The dermatologist awarded prizes to those who correctly identified conditions such as telogen effluvium, larva migrans, scurvy, diabetes and shitake mushroom allergy. One patient with a long history of skin cancer had a large hand lesion that turned out to be a severe reaction to a bite from his pet fish, a Red Devil.
Dr Muir gave one audience member a prize for raising her hand to admit that babies with rashes made her anxious. “It makes you anxious, doesn’t it, because they tend sometimes to be serious”.
Clinical observation was key and a dermatoscope wasn’t always needed, Dr Muir told the audience regarding one case study.
“You don’t need a dermatoscope, you need clinical observation,” he said.
“[If you have a] nervous disposition, the dermatoscope is a fantastic thing to have, but you don’t need a dermatoscope to know that that thing needs to go.”
And Dr Muir said algorithms were useful, but often a diagnosis could be made straight away.
“I guarantee that most of you will have made a diagnosis based on gestalt within a couple of seconds. And remember your diagnosis doesn’t have to be accurate, it’s just got to be appropriate for management,” he said.
“I personally don’t think people should get too caught up in this whole benign-malignant ratio.

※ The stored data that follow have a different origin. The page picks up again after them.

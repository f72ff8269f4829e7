use crate::rendering::span::Span;

use super::{
    cursor::Cursor,
    kinds::{CodeSpan, Emphasis, Link, Strong},
    types::InlineNode,
};

const NEWLINE: u8 = b'\n';

/// Rewrites `**text**` as `<strong>text</strong>`.
pub fn strong(s: &str) -> String {
    rewrite(s, try_parse_strong)
}

/// Rewrites `*text*` as `<em>text</em>`.
pub fn emphasis(s: &str) -> String {
    rewrite(s, try_parse_emphasis)
}

/// Rewrites `` `text` `` as `<code>text</code>`.
pub fn code_spans(s: &str) -> String {
    rewrite(s, try_parse_code_span)
}

/// Rewrites `[text](url)` as an anchor with `target="_blank"` and
/// `rel="noopener noreferrer"`.
pub fn links(s: &str) -> String {
    rewrite(s, try_parse_link)
}

/// Scans `s` once, replacing every node `try_parse` recognizes with its
/// markup and copying all other text verbatim.
fn rewrite(s: &str, try_parse: fn(&mut Cursor<'_>) -> Option<InlineNode>) -> String {
    let mut cur = Cursor::new(s);
    let mut out = String::with_capacity(s.len());
    let mut text_start = cur.pos();

    while !cur.eof() {
        if let Some(node) = try_parse(&mut cur) {
            let full = node.full();
            out.push_str(&s[text_start..full.start]);
            node.render_into(s, &mut out);
            text_start = full.end;
            continue;
        }
        cur.bump();
    }

    out.push_str(&s[text_start..]);
    out
}

/// Runs `scan`, restoring the cursor if it does not produce a node.
fn attempt(
    cur: &mut Cursor<'_>,
    scan: impl FnOnce(&mut Cursor<'_>) -> Option<InlineNode>,
) -> Option<InlineNode> {
    let saved = cur.clone();
    let node = scan(cur);
    if node.is_none() {
        *cur = saved;
    }
    node
}

fn is_space(b: Option<u8>) -> bool {
    b.is_none_or(|b| b.is_ascii_whitespace())
}

fn try_parse_strong(cur: &mut Cursor<'_>) -> Option<InlineNode> {
    if !cur.starts_with(Strong::DELIM) {
        return None;
    }
    let first = cur.peek_at(Strong::DELIM.len());
    if is_space(first) || first == Some(Emphasis::STAR) {
        return None;
    }

    attempt(cur, |cur| {
        let start = cur.pos();
        cur.bump_n(Strong::DELIM.len());
        let inner_start = cur.pos();

        while !cur.eof() {
            if cur.peek() == Some(NEWLINE) {
                return None;
            }
            if cur.starts_with(Strong::DELIM) && !is_space(cur.prev()) {
                let inner_end = cur.pos();
                cur.bump_n(Strong::DELIM.len());
                return Some(InlineNode::Strong {
                    full: Span {
                        start,
                        end: cur.pos(),
                    },
                    inner: Span {
                        start: inner_start,
                        end: inner_end,
                    },
                });
            }
            cur.bump();
        }
        None
    })
}

fn try_parse_emphasis(cur: &mut Cursor<'_>) -> Option<InlineNode> {
    if cur.peek() != Some(Emphasis::STAR) || cur.prev() == Some(Emphasis::STAR) {
        return None;
    }
    let first = cur.peek_at(1);
    if is_space(first) || first == Some(Emphasis::STAR) {
        return None;
    }

    attempt(cur, |cur| {
        let start = cur.pos();
        cur.bump(); // *
        let inner_start = cur.pos();

        while !cur.eof() {
            match cur.peek() {
                Some(NEWLINE) => return None,
                Some(Emphasis::STAR)
                    if !is_space(cur.prev())
                        && cur.prev() != Some(Emphasis::STAR)
                        && cur.peek_at(1) != Some(Emphasis::STAR) =>
                {
                    let inner_end = cur.pos();
                    cur.bump(); // closing *
                    return Some(InlineNode::Emphasis {
                        full: Span {
                            start,
                            end: cur.pos(),
                        },
                        inner: Span {
                            start: inner_start,
                            end: inner_end,
                        },
                    });
                }
                _ => {
                    cur.bump();
                }
            }
        }
        None
    })
}

fn try_parse_code_span(cur: &mut Cursor<'_>) -> Option<InlineNode> {
    // Only a run of exactly one backtick opens a span.
    if cur.peek() != Some(CodeSpan::TICK)
        || cur.prev() == Some(CodeSpan::TICK)
        || cur.peek_at(1) == Some(CodeSpan::TICK)
    {
        return None;
    }

    attempt(cur, |cur| {
        let start = cur.pos();
        cur.bump(); // `
        let inner_start = cur.pos();

        while !cur.eof() {
            match cur.peek() {
                Some(NEWLINE) => return None,
                Some(CodeSpan::TICK) => {
                    if cur.peek_at(1) == Some(CodeSpan::TICK) {
                        return None;
                    }
                    let inner_end = cur.pos();
                    cur.bump(); // closing `
                    return Some(InlineNode::CodeSpan {
                        full: Span {
                            start,
                            end: cur.pos(),
                        },
                        inner: Span {
                            start: inner_start,
                            end: inner_end,
                        },
                    });
                }
                _ => {
                    cur.bump();
                }
            }
        }
        None
    })
}

fn try_parse_link(cur: &mut Cursor<'_>) -> Option<InlineNode> {
    if cur.peek() != Some(Link::OPEN) {
        return None;
    }

    attempt(cur, |cur| {
        let start = cur.pos();
        cur.bump(); // [
        let text_start = cur.pos();

        while !cur.eof() && !cur.starts_with(Link::MIDDLE) {
            match cur.peek() {
                Some(NEWLINE) | Some(Link::OPEN) | Some(b']') => return None,
                _ => {
                    cur.bump();
                }
            }
        }
        let text_end = cur.pos();
        if text_end == text_start || !cur.starts_with(Link::MIDDLE) {
            return None;
        }
        cur.bump_n(Link::MIDDLE.len());
        let href_start = cur.pos();

        while !cur.eof() && cur.peek() != Some(Link::CLOSE) {
            if is_space(cur.peek()) {
                return None;
            }
            cur.bump();
        }
        let href_end = cur.pos();
        if href_end == href_start || cur.peek() != Some(Link::CLOSE) {
            return None;
        }
        cur.bump(); // )

        Some(InlineNode::Link {
            full: Span {
                start,
                end: cur.pos(),
            },
            text: Span {
                start: text_start,
                end: text_end,
            },
            href: Span {
                start: href_start,
                end: href_end,
            },
        })
    })
}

“No one’s ever died from having a benign lesion excised. Lots of people have died from having a malignant lesion in place.”
Dr Muir described another case of a woman who said she was bitten by a white-tailed spider and presented with lesions and tingling, but a swab revealed she had herpes with a secondary infection.
“It’s never a spider bite,” Dr Muir told the audience. “It’s always something else. And it’s never a bloody white-tailed spider.”